Data for analysis =>
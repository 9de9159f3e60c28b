//! Thread-safe pool of reusable cursor buffers.

use std::ops::{Deref, DerefMut};
use std::sync::Arc;
use std::sync::atomic::{AtomicUsize, Ordering};

use parking_lot::Mutex;

use crate::config::PoolConfig;
use crate::error::BufferError;

use super::CursorBuffer;

/// A snapshot of pool activity.
#[derive(Debug, Clone, Copy, PartialEq, Eq, Default)]
pub struct PoolStats {
    /// Buffers currently waiting for checkout.
    pub idle: usize,
    /// Buffers constructed because no idle one was available.
    pub created: usize,
    /// Checkouts served from the idle set.
    pub reused: usize,
}

/// A pool of interchangeable [`CursorBuffer`]s.
///
/// Checkout hands out an idle buffer or builds a fresh one. Release empties
/// the buffer (cursor and length to 0, byte order back to the pool default)
/// but keeps its capacity, so pooled buffers settle at the size of the
/// typical message.
///
/// The pool is cheap to clone; clones share the same idle set.
///
/// # Example
///
/// ```
/// use cursorbuf::BufferPool;
///
/// let pool = BufferPool::new();
///
/// let mut buf = pool.checkout();
/// buf.write_string("hello");
/// pool.release(buf);
///
/// let buf = pool.checkout();
/// assert!(buf.is_empty());
/// ```
#[derive(Clone, Default)]
pub struct BufferPool {
    inner: Arc<PoolInner>,
}

#[derive(Default)]
struct PoolInner {
    idle: Mutex<Vec<CursorBuffer>>,
    config: PoolConfig,
    created: AtomicUsize,
    reused: AtomicUsize,
}

impl BufferPool {
    /// Creates an unbounded pool of default buffers.
    pub fn new() -> Self {
        Self::default()
    }

    /// Creates a pool from a validated configuration.
    pub fn with_config(config: PoolConfig) -> Result<Self, BufferError> {
        config.validate()?;
        Ok(Self {
            inner: Arc::new(PoolInner {
                idle: Mutex::new(Vec::new()),
                config,
                created: AtomicUsize::new(0),
                reused: AtomicUsize::new(0),
            }),
        })
    }

    /// Returns the pool configuration.
    pub fn config(&self) -> &PoolConfig {
        &self.inner.config
    }

    /// Takes an empty buffer out of the pool.
    pub fn checkout(&self) -> CursorBuffer {
        let reused = self.inner.idle.lock().pop();
        match reused {
            Some(buf) => {
                self.inner.reused.fetch_add(1, Ordering::Relaxed);
                tracing::trace!(capacity = buf.capacity(), "reusing pooled buffer");
                buf
            }
            None => {
                self.inner.created.fetch_add(1, Ordering::Relaxed);
                tracing::trace!("pool empty, constructing buffer");
                CursorBuffer::with_config(*self.inner.config.buffer_config())
            }
        }
    }

    /// Takes a buffer out of the pool wrapped in a guard that returns it
    /// on drop.
    pub fn lease(&self) -> PooledBuffer {
        PooledBuffer {
            buffer: self.checkout(),
            pool: self.clone(),
            detached: false,
        }
    }

    /// Empties `buffer` and makes it available again.
    ///
    /// Passing `None` does nothing.
    pub fn release(&self, buffer: impl Into<Option<CursorBuffer>>) {
        let Some(mut buffer) = buffer.into() else {
            return;
        };
        buffer
            .reset()
            .set_byte_order(self.inner.config.buffer_config().byte_order());

        let mut idle = self.inner.idle.lock();
        if let Some(max) = self.inner.config.max_idle() {
            if idle.len() >= max {
                tracing::debug!(max_idle = max, "pool full, dropping returned buffer");
                return;
            }
        }
        idle.push(buffer);
    }

    /// Drops every idle buffer and returns how many were released.
    pub fn shrink(&self) -> usize {
        let mut idle = self.inner.idle.lock();
        let count = idle.len();
        idle.clear();
        count
    }

    /// Returns the number of idle buffers.
    pub fn idle_len(&self) -> usize {
        self.inner.idle.lock().len()
    }

    /// Returns a snapshot of pool activity.
    pub fn stats(&self) -> PoolStats {
        PoolStats {
            idle: self.idle_len(),
            created: self.inner.created.load(Ordering::Relaxed),
            reused: self.inner.reused.load(Ordering::Relaxed),
        }
    }
}

impl std::fmt::Debug for BufferPool {
    fn fmt(&self, f: &mut std::fmt::Formatter<'_>) -> std::fmt::Result {
        f.debug_struct("BufferPool")
            .field("config", &self.inner.config)
            .field("stats", &self.stats())
            .finish()
    }
}

/// A buffer leased from a [`BufferPool`], returned to it on drop.
pub struct PooledBuffer {
    buffer: CursorBuffer,
    pool: BufferPool,
    detached: bool,
}

impl PooledBuffer {
    /// Takes the buffer out of the guard; it will not return to the pool.
    pub fn detach(mut self) -> CursorBuffer {
        self.detached = true;
        std::mem::replace(&mut self.buffer, CursorBuffer::unallocated())
    }
}

impl Deref for PooledBuffer {
    type Target = CursorBuffer;

    fn deref(&self) -> &CursorBuffer {
        &self.buffer
    }
}

impl DerefMut for PooledBuffer {
    fn deref_mut(&mut self) -> &mut CursorBuffer {
        &mut self.buffer
    }
}

impl Drop for PooledBuffer {
    fn drop(&mut self) {
        if !self.detached {
            let buffer = std::mem::replace(&mut self.buffer, CursorBuffer::unallocated());
            self.pool.release(buffer);
        }
    }
}

impl std::fmt::Debug for PooledBuffer {
    fn fmt(&self, f: &mut std::fmt::Formatter<'_>) -> std::fmt::Result {
        f.debug_tuple("PooledBuffer").field(&self.buffer).finish()
    }
}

Try it =>
Every record shown above should be written out again exactly.

Your solution =>
repository 9de9159f3e60c28b
//! Thread-safe pool of reusable cursor buffers.

use std::ops::{Deref, DerefMut};
use std::sync::Arc;
use std::sync::atomic::{AtomicUsize, Ordering};

use parking_lot::Mutex;

use crate::config::PoolConfig;
use crate::error::BufferError;

use super::CursorBuffer;

/// A snapshot of pool activity.
#[derive(Debug, Clone, Copy, PartialEq, Eq, Default)]
pub struct PoolStats {
    /// Buffers currently waiting for checkout.
    pub idle: usize,
    /// Buffers constructed because no idle one was available.
    pub created: usize,
    /// Checkouts served from the idle set.
    pub reused: usize,
}

/// A pool of interchangeable [`CursorBuffer`]s.
///
/// Checkout hands out an idle buffer or builds a fresh one. Release empties
/// the buffer (cursor and length to 0, byte order back to the pool default)
/// but keeps its capacity, so pooled buffers settle at the size of the
/// typical message.
///
/// The pool is cheap to clone; clones share the same idle set.
///
/// # Example
///
/// ```
/// use cursorbuf::BufferPool;
///
/// let pool = BufferPool::new();
///
/// let mut buf = pool.checkout();
/// buf.write_string("hello");
/// pool.release(buf);
///
/// let buf = pool.checkout();
/// assert!(buf.is_empty());
/// ```
#[derive(Clone, Default)]
pub struct BufferPool {
    inner: Arc<PoolInner>,
}

#[derive(Default)]
struct PoolInner {
    idle: Mutex<Vec<CursorBuffer>>,
    config: PoolConfig,
    created: AtomicUsize,
    reused: AtomicUsize,
}

impl BufferPool {
    /// Creates an unbounded pool of default buffers.
    pub fn new() -> Self {
        Self::default()
    }

    /// Creates a pool from a validated configuration.
    pub fn with_config(config: PoolConfig) -> Result<Self, BufferError> {
        config.validate()?;
        Ok(Self {
            inner: Arc::new(PoolInner {
                idle: Mutex::new(Vec::new()),
                config,
                created: AtomicUsize::new(0),
                reused: AtomicUsize::new(0),
            }),
        })
    }

    /// Returns the pool configuration.
    pub fn config(&self) -> &PoolConfig {
        &self.inner.config
    }

    /// Takes an empty buffer out of the pool.
    pub fn checkout(&self) -> CursorBuffer {
        let reused = self.inner.idle.lock().pop();
        match reused {
            Some(buf) => {
                self.inner.reused.fetch_add(1, Ordering::Relaxed);
                tracing::trace!(capacity = buf.capacity(), "reusing pooled buffer");
                buf
            }
            None => {
                self.inner.created.fetch_add(1, Ordering::Relaxed);
                tracing::trace!("pool empty, constructing buffer");
                CursorBuffer::with_config(*self.inner.config.buffer_config())
            }
        }
    }

    /// Takes a buffer out of the pool wrapped in a guard that returns it
    /// on drop.
    pub fn lease(&self) -> PooledBuffer {
        PooledBuffer {
            buffer: self.checkout(),
            pool: self.clone(),
            detached: false,
        }
    }

    /// Empties `buffer` and makes it available again.
    ///
    /// Passing `None` does nothing.
    pub fn release(&self, buffer: impl Into<Option<CursorBuffer>>) {
        let Some(mut buffer) = buffer.into() else {
            return;
        };
        buffer
            .reset()
            .set_byte_order(self.inner.config.buffer_config().byte_order());

        let mut idle = self.inner.idle.lock();
        if let Some(max) = self.inner.config.max_idle() {
            if idle.len() >= max {
                tracing::debug!(max_idle = max, "pool full, dropping returned buffer");
                return;
            }
        }
        idle.push(buffer);
    }

    /// Drops every idle buffer and returns how many were released.
    pub fn shrink(&self) -> usize {
        let mut idle = self.inner.idle.lock();
        let count = idle.len();
        idle.clear();
        count
    }

    /// Returns the number of idle buffers.
    pub fn idle_len(&self) -> usize {
        self.inner.idle.lock().len()
    }

    /// Returns a snapshot of pool activity.
    pub fn stats(&self) -> PoolStats {
        PoolStats {
            idle: self.idle_len(),
            created: self.inner.created.load(Ordering::Relaxed),
            reused: self.inner.reused.load(Ordering::Relaxed),
        }
    }
}

impl std::fmt::Debug for BufferPool {
    fn fmt(&self, f: &mut std::fmt::Formatter<'_>) -> std::fmt::Result {
        f.debug_struct("BufferPool")
            .field("config", &self.inner.config)
            .field("stats", &self.stats())
            .finish()
    }
}

/// A buffer leased from a [`BufferPool`], returned to it on drop.
pub struct PooledBuffer {
    buffer: CursorBuffer,
    pool: BufferPool,
    detached: bool,
}

impl PooledBuffer {
    /// Takes the buffer out of the guard; it will not return to the pool.
    pub fn detach(mut self) -> CursorBuffer {
        self.detached = true;
        std::mem::replace(&mut self.buffer, CursorBuffer::unallocated())
    }
}

impl Deref for PooledBuffer {
    type Target = CursorBuffer;

    fn deref(&self) -> &CursorBuffer {
        &self.buffer
    }
}

impl DerefMut for PooledBuffer {
    fn deref_mut(&mut self) -> &mut CursorBuffer {
        &mut self.buffer
    }
}

impl Drop for PooledBuffer {
    fn drop(&mut self) {
        if !self.detached {
            let buffer = std::mem::replace(&mut self.buffer, CursorBuffer::unallocated());
            self.pool.release(buffer);
        }
    }
}

impl std::fmt::Debug for PooledBuffer {
    fn fmt(&self, f: &mut std::fmt::Formatter<'_>) -> std::fmt::Result {
        f.debug_tuple("PooledBuffer").field(&self.buffer).finish()
    }
}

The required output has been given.